● Exercise instructions
List all lines of the data containing the word "bind".
Exercise input Start Marker
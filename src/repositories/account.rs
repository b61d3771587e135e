use sqlx::{PgPool, Postgres, Transaction};
use uuid::Uuid;

use crate::models::Account;

#[derive(Clone)]
pub struct AccountRepository {
    pool: PgPool,
}

impl AccountRepository {
    pub fn new(pool: PgPool) -> Self {
        Self { pool }
    }

    /// メールアドレスでアカウントを検索（大文字小文字を区別しない）
    pub async fn find_by_email(&self, email: &str) -> Result<Option<Account>, sqlx::Error> {
        sqlx::query_as::<_, Account>(
            r#"
            SELECT id, email, password_hash, created_at, updated_at
            FROM accounts
            WHERE LOWER(email) = LOWER($1)
            "#,
        )
        .bind(email)
        .fetch_optional(&self.pool)
        .await
    }

    /// 新しいアカウントを作成
    ///
    /// # Errors
    /// - UNIQUE制約違反時: `sqlx::Error::Database` (constraint = "accounts_email_key")
    ///   呼び出し側で `AppError::EmailAlreadyExists` に変換すること
    pub async fn create_account(
        &self,
        email: &str,
        password_hash: &str,
    ) -> Result<Account, sqlx::Error> {
        sqlx::query_as::<_, Account>(
            r#"
            INSERT INTO accounts (email, password_hash)
            VALUES ($1, $2)
            RETURNING id, email, password_hash, created_at, updated_at
            "#,
        )
        .bind(email)
        .bind(password_hash)
        .fetch_one(&self.pool)
        .await
    }

    /// アカウントのパスワードを更新
    ///
    /// トークン消費と同一トランザクションで実行するため `Transaction` を受け取る。
    ///
    /// # Note
    /// password_hash はログに出力しないこと
    pub async fn update_password(
        &self,
        tx: &mut Transaction<'_, Postgres>,
        account_id: Uuid,
        new_password_hash: &str,
    ) -> Result<(), sqlx::Error> {
        sqlx::query(
            r#"
            UPDATE accounts
            SET password_hash = $2, updated_at = NOW()
            WHERE id = $1
            "#,
        )
        .bind(account_id)
        .bind(new_password_hash)
        .execute(&mut **tx)
        .await?;

        Ok(())
    }
}
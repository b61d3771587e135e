pub mod credentials;
pub mod email;
pub mod password_reset;
pub mod token_issuer;
pub mod token_verifier;

pub use email::MailSender;
pub use password_reset::PasswordResetService;
pub use token_issuer::TokenIssuer;
pub use token_verifier::TokenVerifier;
Exercise input End Marker
● Solution
        .bind(email)
        .bind(email)
        .bind(password_hash)
        .bind(account_id)
        .bind(new_password_hash)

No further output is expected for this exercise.